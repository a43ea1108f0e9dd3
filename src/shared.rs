//! A task graph shared between threads.
//!
//! Merges are serialized: [`SharedGraph::commit`] holds the lock from the
//! moment it reads the current graph until the new one is swapped in, so two
//! concurrent add-task merges never allocate the same ID. Readers take a
//! [`snapshot`](SharedGraph::snapshot) and assemble context without blocking
//! writers for longer than a clone.

use crate::error::{Error, Result};
use crate::reconcile::{MergeEngine, MergeRequest, Merged};
use crate::tasks::TaskGraph;
use std::sync::{Arc, Mutex, MutexGuard};

/// Cloneable handle to one graph with a single writer at a time.
#[derive(Debug, Clone, Default)]
pub struct SharedGraph {
    inner: Arc<Mutex<TaskGraph>>,
}

impl SharedGraph {
    /// Wrap `graph`.
    #[must_use]
    pub fn new(graph: TaskGraph) -> Self {
        Self { inner: Arc::new(Mutex::new(graph)) }
    }

    fn lock(&self) -> Result<MutexGuard<'_, TaskGraph>> {
        self.inner.lock().map_err(|e| Error::InvalidGraph(format!("graph lock poisoned: {e}")))
    }

    /// A copy of the current graph.
    ///
    /// # Errors
    ///
    /// Returns an error if a previous writer panicked while holding the lock.
    pub fn snapshot(&self) -> Result<TaskGraph> {
        Ok(self.lock()?.clone())
    }

    /// Apply `request` against the current graph and swap in the result.
    ///
    /// On failure the shared graph is unchanged.
    ///
    /// # Errors
    ///
    /// Returns [`Error::Merge`] if the engine refuses the merge.
    pub fn commit(&self, engine: &MergeEngine, request: &MergeRequest) -> Result<Merged> {
        let mut guard = self.lock()?;
        let merged = engine.apply(&guard, request)?;
        *guard = merged.graph.clone();
        Ok(merged)
    }
}
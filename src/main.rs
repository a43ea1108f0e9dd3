//! CLI binary for `taskmerge`.
//!
//! This binary is a thin wrapper that reads stdin and delegates to the library.

use std::io::{self, Read};
use std::process::ExitCode;

use clap::Parser;
use taskmerge::cli::{run, Cli};

fn main() -> ExitCode {
    let cli = Cli::parse();

    // Only read stdin for commands that need it (avoids blocking on terminal)
    let stdin = if cli.command.needs_stdin() { read_stdin() } else { String::new() };

    let output = run(cli.command, &cli.project, &stdin);

    for line in output.stdout {
        println!("{line}");
    }
    for msg in output.stderr {
        eprintln!("{msg}");
    }

    output.exit_code
}

fn read_stdin() -> String {
    let mut input = String::new();
    if let Err(e) = io::stdin().read_to_string(&mut input) {
        eprintln!("Error reading stdin: {e}");
    }
    input
}
impl Checker {
    pub(crate) fn push(&mut self, path: impl Into<String>, problem: Problem) {
        self.issues.push(FieldIssue { path: path.into(), problem });
    }

    fn wrong_type(&mut self, path: &str, expected: &'static str, found: &Value) {
        self.push(path, Problem::WrongType { expected, found: type_name(found) });
    }

    pub(crate) fn object<'a>(
        &mut self,
        value: &'a Value,
        path: &str,
    ) -> Option<&'a Map<String, Value>> {
        if let Value::Object(map) = value {
            Some(map)
        } else {
            self.wrong_type(path, "object", value);
            None
        }
    }

    pub(crate) fn array<'a>(&mut self, value: &'a Value, path: &str) -> Option<&'a Vec<Value>> {
        if let Value::Array(items) = value {
            Some(items)
        } else {
            self.wrong_type(path, "array", value);
            None
        }
    }

    /// A required string, kept verbatim. `non_empty` also refuses blank text.
    pub(crate) fn string(
        &mut self,
        obj: &Map<String, Value>,
        key: &str,
        prefix: &str,
        non_empty: bool,
    ) -> Option<String> {
        let path = join(prefix, key);
        match obj.get(key) {
            None => {
                self.push(path, Problem::Missing);
                None
            }
            Some(Value::String(s)) if non_empty && s.trim().is_empty() => {
                self.push(path, Problem::Invalid { reason: "must not be empty".to_string() });
                None
            }
            Some(Value::String(s)) => Some(s.clone()),
            Some(other) => {
                self.wrong_type(&path, "string", other);
                None
            }
        }
    }

    /// An optional string; absent and `null` both read as `None`.
    fn optional_string(
        &mut self,
        obj: &Map<String, Value>,
        key: &str,
        prefix: &str,
    ) -> Result<Option<String>, ()> {
        match obj.get(key) {
            None | Some(Value::Null) => Ok(None),
            Some(Value::String(s)) => Ok(Some(s.clone())),
            Some(other) => {
                self.wrong_type(&join(prefix, key), "string", other);
                Err(())
            }
        }
    }

    /// A positive integer ID read from `value`.
    fn id_value(&mut self, value: &Value, path: &str) -> Option<u32> {
        match value {
            Value::Number(n) => match n.as_u64().and_then(|v| u32::try_from(v).ok()) {
                Some(id) if id > 0 => Some(id),
                _ => {
                    self.push(path, Problem::Invalid {
                        reason: format!("must be a positive integer id, got {n}"),
                    });
                    None
                }
            },
            other => {
                self.wrong_type(path, "integer", other);
                None
            }
        }
    }

    pub(crate) fn id(&mut self, obj: &Map<String, Value>, key: &str, prefix: &str) -> Option<u32> {
        let path = join(prefix, key);
        match obj.get(key) {
            None => {
                self.push(path, Problem::Missing);
                None
            }
            Some(value) => self.id_value(value, &path),
        }
    }

    /// A list of dependency IDs, deduplicated. Every bad entry is reported.
    fn id_list(&mut self, value: &Value, path: &str) -> Option<Vec<u32>> {
        let items = self.array(value, path)?;
        let mut ids = Vec::with_capacity(items.len());
        let mut ok = true;
        for (i, item) in items.iter().enumerate() {
            match self.id_value(item, &format!("{path}[{i}]")) {
                Some(id) => ids.push(id),
                None => ok = false,
            }
        }
        ok.then(|| dedup_ids(&ids))
    }

    fn required_id_list(
        &mut self,
        obj: &Map<String, Value>,
        key: &str,
        prefix: &str,
    ) -> Option<Vec<u32>> {
        let path = join(prefix, key);
        match obj.get(key) {
            None => {
                self.push(path, Problem::Missing);
                None
            }
            Some(value) => self.id_list(value, &path),
        }
    }

    fn optional_id_list(
        &mut self,
        obj: &Map<String, Value>,
        key: &str,
        prefix: &str,
    ) -> Result<Option<Vec<u32>>, ()> {
        match obj.get(key) {
            None | Some(Value::Null) => Ok(None),
            Some(value) => self.id_list(value, &join(prefix, key)).map(Some).ok_or(()),
        }
    }

    fn status_value(&mut self, value: &Value, path: &str) -> Option<Status> {
        match value {
            Value::String(s) => match Status::from_str(s) {
                Ok(status) => Some(status),
                Err(err) => {
                    self.push(path, Problem::Invalid { reason: err.to_string() });
                    None
                }
            },
            other => {
                self.wrong_type(path, "string", other);
                None
            }
        }
    }

    fn optional_status(
        &mut self,
        obj: &Map<String, Value>,
        key: &str,
        prefix: &str,
    ) -> Result<Option<Status>, ()> {
        match obj.get(key) {
            None | Some(Value::Null) => Ok(None),
            Some(value) => self.status_value(value, &join(prefix, key)).map(Some).ok_or(()),
        }
    }

    fn optional_priority(
        &mut self,
        obj: &Map<String, Value>,
        key: &str,
        prefix: &str,
    ) -> Result<Option<Priority>, ()> {
        let path = join(prefix, key);
        match obj.get(key) {
            None | Some(Value::Null) => Ok(None),
            Some(Value::String(s)) => match Priority::from_str(s) {
                Ok(priority) => Ok(Some(priority)),
                Err(err) => {
                    self.push(path, Problem::Invalid { reason: err.to_string() });
                    Err(())
                }
            },
            Some(other) => {
                self.wrong_type(&path, "string", other);
                Err(())
            }
        }
    }

    /// add-task object. `lenient` relaxes the documented required fields to
    /// the ones a requirements parse must have (title and description).
    fn task_draft(&mut self, value: &Value, prefix: &str, lenient: bool) -> Option<TaskDraft> {
        let obj = self.object(value, prefix)?;

        let id = if lenient {
            match obj.get("id") {
                None | Some(Value::Null) => Ok(None),
                Some(v) => self.id_value(v, &join(prefix, "id")).map(Some).ok_or(()),
            }
        } else {
            Ok(None)
        };
        let title = self.string(obj, "title", prefix, true);
        let description = self.string(obj, "description", prefix, false);
        let (details, test_strategy, dependencies) = if lenient {
            let details = self.optional_string(obj, "details", prefix);
            let test_strategy = self.optional_string(obj, "testStrategy", prefix);
            let dependencies = self.optional_id_list(obj, "dependencies", prefix);
            (
                details.map(Option::unwrap_or_default).ok(),
                test_strategy.map(Option::unwrap_or_default).ok(),
                dependencies.map(Option::unwrap_or_default).ok(),
            )
        } else {
            (
                self.string(obj, "details", prefix, false),
                self.string(obj, "testStrategy", prefix, false),
                self.required_id_list(obj, "dependencies", prefix),
            )
        };
        let priority = self.optional_priority(obj, "priority", prefix);

        Some(TaskDraft {
            id: id.ok()?,
            title: title?,
            description: description?,
            details: details?,
            test_strategy: test_strategy?,
            dependencies: dependencies?,
            priority: priority.ok()?,
        })
    }

    /// parse-prd: `{ "tasks": [...] }`.
    fn task_batch(&mut self, value: &Value) -> Option<Vec<TaskDraft>> {
        let obj = self.object(value, "")?;
        let Some(tasks) = obj.get("tasks") else {
            self.push("tasks", Problem::Missing);
            return None;
        };
        let items = self.array(tasks, "tasks")?;
        if items.is_empty() {
            self.push("tasks", Problem::Invalid {
                reason: "must contain at least one task".to_string(),
            });
            return None;
        }

        let drafts: Vec<Option<TaskDraft>> = items
            .iter()
            .enumerate()
            .map(|(i, item)| self.task_draft(item, &format!("tasks[{i}]"), true))
            .collect();
        self.check_unique_ids(items, "tasks");
        drafts.into_iter().collect()
    }

    fn subtask_draft(&mut self, value: &Value, prefix: &str) -> Option<SubtaskDraft> {
        let obj = self.object(value, prefix)?;
        let id = self.id(obj, "id", prefix);
        let title = self.string(obj, "title", prefix, true);
        let description = self.string(obj, "description", prefix, false);
        let dependencies = self.required_id_list(obj, "dependencies", prefix);
        let details = self.string(obj, "details", prefix, false);
        let test_strategy = self.optional_string(obj, "testStrategy", prefix);
        let status = self.optional_status(obj, "status", prefix);

        Some(SubtaskDraft {
            id: id?,
            title: title?,
            description: description?,
            dependencies: dependencies?,
            details: details?,
            test_strategy: test_strategy.ok()?,
            status: status.ok()?,
        })
    }

    /// expand-task: `{ "subtasks": [...] }`.
    fn subtask_batch(&mut self, value: &Value) -> Option<Vec<SubtaskDraft>> {
        let obj = self.object(value, "")?;
        let Some(subtasks) = obj.get("subtasks") else {
            self.push("subtasks", Problem::Missing);
            return None;
        };
        let items = self.array(subtasks, "subtasks")?;
        if items.is_empty() {
            self.push("subtasks", Problem::Invalid {
                reason: "must contain at least one subtask".to_string(),
            });
            return None;
        }

        let drafts: Vec<Option<SubtaskDraft>> = items
            .iter()
            .enumerate()
            .map(|(i, item)| self.subtask_draft(item, &format!("subtasks[{i}]")))
            .collect();
        self.check_unique_ids(items, "subtasks");
        drafts.into_iter().collect()
    }

    /// Report repeated `id` values in a list. IDs are read from the raw
    /// items, so an entry with other problems still takes part.
    fn check_unique_ids(&mut self, items: &[Value], list: &str) {
        let mut seen = BTreeSet::new();
        for (i, item) in items.iter().enumerate() {
            if let Some(id) = item.get("id").and_then(Value::as_u64) {
                if !seen.insert(id) {
                    self.push(format!("{list}[{i}].id"), Problem::Invalid {
                        reason: format!("duplicate id {id} in batch"),
                    });
                }
            }
        }
    }

    fn subtask_patch(&mut self, value: &Value, prefix: &str) -> Option<SubtaskPatch> {
        let obj = self.object(value, prefix)?;
        let id = self.id(obj, "id", prefix);
        let title = self.string(obj, "title", prefix, true);
        let description = self.optional_string(obj, "description", prefix);
        let details = self.optional_string(obj, "details", prefix);
        let test_strategy = self.optional_string(obj, "testStrategy", prefix);
        let status = self.optional_status(obj, "status", prefix);
        let dependencies = self.optional_id_list(obj, "dependencies", prefix);

        Some(SubtaskPatch {
            id: id?,
            title: title?,
            description: description.ok()?,
            details: details.ok()?,
            test_strategy: test_strategy.ok()?,
            status: status.ok()?,
            dependencies: dependencies.ok()?,
        })
    }

    /// update-task: a full task object.
    fn task_patch(&mut self, value: &Value) -> Option<TaskPatch> {
        let obj = self.object(value, "")?;
        let id = self.id(obj, "id", "");
        let title = self.string(obj, "title", "", true);
        let description = self.optional_string(obj, "description", "");
        let details = self.optional_string(obj, "details", "");
        let test_strategy = self.optional_string(obj, "testStrategy", "");
        let status = match obj.get("status") {
            None => {
                self.push("status", Problem::Missing);
                None
            }
            Some(v) => self.status_value(v, "status"),
        };
        let priority = self.optional_priority(obj, "priority", "");
        let dependencies = self.required_id_list(obj, "dependencies", "");
        let subtasks = match obj.get("subtasks") {
            None => {
                self.push("subtasks", Problem::Missing);
                None
            }
            Some(v) => self.array(v, "subtasks").and_then(|items| {
                let patches: Vec<Option<SubtaskPatch>> = items
                    .iter()
                    .enumerate()
                    .map(|(i, item)| self.subtask_patch(item, &format!("subtasks[{i}]")))
                    .collect();
                self.check_unique_ids(items, "subtasks");
                patches.into_iter().collect::<Option<Vec<_>>>()
            }),
        };

        Some(TaskPatch {
            id: id?,
            title: title?,
            description: description.ok()?,
            details: details.ok()?,
            test_strategy: test_strategy.ok()?,
            status: status?,
            priority: priority.ok()?,
            dependencies: dependencies?,
            subtasks: subtasks?,
        })
    }

    /// update-subtask: a JSON string (the text path normally skips this).
    fn text(&mut self, value: &Value) -> Option<String> {
        match value {
            Value::String(s) if !s.trim().is_empty() => Some(s.trim().to_string()),
            Value::String(_) => {
                self.push("", Problem::Invalid { reason: "must not be empty".to_string() });
                None
            }
            other => {
                self.wrong_type("", "string", other);
                None
            }
        }
    }

    /// A number in an inclusive range.
    pub(crate) fn number_in_range(
        &mut self,
        obj: &Map<String, Value>,
        key: &str,
        prefix: &str,
        range: std::ops::RangeInclusive<f64>,
    ) -> Option<f64> {
        let path = join(prefix, key);
        match obj.get(key) {
            None => {
                self.push(path, Problem::Missing);
                None
            }
            Some(Value::Number(n)) => match n.as_f64() {
                Some(v) if range.contains(&v) => Some(v),
                _ => {
                    self.push(path, Problem::Invalid {
                        reason: format!(
                            "must be between {} and {}, got {n}",
                            range.start(),
                            range.end()
                        ),
                    });
                    None
                }
            },
            Some(other) => {
                self.wrong_type(&path, "number", other);
                None
            }
        }
    }

    /// A required positive integer that is not an ID (counts).
    pub(crate) fn positive_integer(
        &mut self,
        obj: &Map<String, Value>,
        key: &str,
        prefix: &str,
    ) -> Option<u32> {
        self.id(obj, key, prefix)
    }
}
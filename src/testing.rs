//! Testing utilities and mock implementations.
//!
//! These types are provided for use in tests. They may appear unused in
//! the library itself but are consumed by unit and integration tests.

#![allow(dead_code)]
#![allow(clippy::needless_pass_by_ref_mut)] // &mut self for ergonomics with RefCell

use crate::error::{Error, Result};
use crate::tasks::{Status, Subtask, Task, TaskGraph};
use crate::traits::{GraphStore, Invocation, ModelInvoker};
use std::cell::RefCell;

/// A mock model invoker that replays queued responses in order.
#[derive(Debug, Default)]
pub struct MockModelInvoker {
    responses: RefCell<Vec<Result<String>>>,
    invocations: RefCell<Vec<Invocation>>,
    call_index: RefCell<usize>,
}

impl MockModelInvoker {
    /// Create a new mock invoker.
    #[must_use]
    pub fn new() -> Self {
        Self::default()
    }

    /// Queue a raw response.
    pub fn respond(&mut self, response: impl Into<String>) {
        self.responses.borrow_mut().push(Ok(response.into()));
    }

    /// Queue an invocation failure.
    pub fn fail(&mut self, message: &str) {
        self.responses.borrow_mut().push(Err(Error::Model(message.to_string())));
    }

    /// Every invocation received so far.
    #[must_use]
    pub fn invocations(&self) -> Vec<Invocation> {
        self.invocations.borrow().clone()
    }

    /// Verify all queued responses were consumed.
    ///
    /// # Panics
    ///
    /// Panics if not all queued responses were used.
    pub fn verify(&self) {
        let index = *self.call_index.borrow();
        let expected = self.responses.borrow().len();
        assert_eq!(index, expected, "Expected {expected} model calls, but only {index} were made");
    }
}

impl ModelInvoker for MockModelInvoker {
    fn invoke(&self, invocation: &Invocation) -> Result<String> {
        self.invocations.borrow_mut().push(invocation.clone());
        let mut index = self.call_index.borrow_mut();
        let mut responses = self.responses.borrow_mut();

        assert!(
            *index < responses.len(),
            "Unexpected model call for {} (no more responses)",
            invocation.operation
        );

        let response = std::mem::replace(&mut responses[*index], Ok(String::new()));
        *index += 1;
        response
    }
}

/// An in-memory graph store that records every save.
#[derive(Debug, Default)]
pub struct InMemoryGraphStore {
    graph: RefCell<TaskGraph>,
    saves: RefCell<Vec<String>>,
}

impl InMemoryGraphStore {
    /// Create a store holding `graph`.
    #[must_use]
    pub fn new(graph: TaskGraph) -> Self {
        Self { graph: RefCell::new(graph), saves: RefCell::new(Vec::new()) }
    }

    /// The currently stored graph.
    #[must_use]
    pub fn graph(&self) -> TaskGraph {
        self.graph.borrow().clone()
    }

    /// Summaries passed to each save, in order.
    #[must_use]
    pub fn saves(&self) -> Vec<String> {
        self.saves.borrow().clone()
    }
}

impl GraphStore for InMemoryGraphStore {
    fn load(&self) -> Result<TaskGraph> {
        Ok(self.graph.borrow().clone())
    }

    fn save(&self, graph: &TaskGraph, summary: &str) -> Result<()> {
        *self.graph.borrow_mut() = graph.clone();
        self.saves.borrow_mut().push(summary.to_string());
        Ok(())
    }
}

/// A pending task with the given ID and title and empty content.
#[must_use]
pub fn task(id: u32, title: &str) -> Task {
    Task {
        id,
        title: title.to_string(),
        description: String::new(),
        details: String::new(),
        test_strategy: String::new(),
        status: Status::Pending,
        priority: crate::tasks::Priority::Medium,
        dependencies: Vec::new(),
        subtasks: Vec::new(),
    }
}

/// A pending subtask with the given ID and title and empty content.
#[must_use]
pub fn subtask(id: u32, title: &str) -> Subtask {
    Subtask {
        id,
        title: title.to_string(),
        description: String::new(),
        details: String::new(),
        test_strategy: None,
        status: Status::Pending,
        dependencies: Vec::new(),
    }
}

/// A graph holding `tasks` and no metadata.
#[must_use]
pub fn graph_of(tasks: Vec<Task>) -> TaskGraph {
    TaskGraph::new(tasks)
}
......
#### Task directions:
Reproduce the listing above exactly, but only from its first line through the line holding "fn lock(&self) ->"; both of those lines are included.

#### Written response:
repository a43ea1108f0e9dd3
filename src/shared.rs
//! A task graph shared between threads.
//!
//! Merges are serialized: [`SharedGraph::commit`] holds the lock from the
//! moment it reads the current graph until the new one is swapped in, so two
//! concurrent add-task merges never allocate the same ID. Readers take a
//! [`snapshot`](SharedGraph::snapshot) and assemble context without blocking
//! writers for longer than a clone.

use crate::error::{Error, Result};
use crate::reconcile::{MergeEngine, MergeRequest, Merged};
use crate::tasks::TaskGraph;
use std::sync::{Arc, Mutex, MutexGuard};

/// Cloneable handle to one graph with a single writer at a time.
#[derive(Debug, Clone, Default)]
pub struct SharedGraph {
    inner: Arc<Mutex<TaskGraph>>,
}

impl SharedGraph {
    /// Wrap `graph`.
    #[must_use]
    pub fn new(graph: TaskGraph) -> Self {
        Self { inner: Arc::new(Mutex::new(graph)) }
    }

    fn lock(&self) -> Result<MutexGuard<'_, TaskGraph>> {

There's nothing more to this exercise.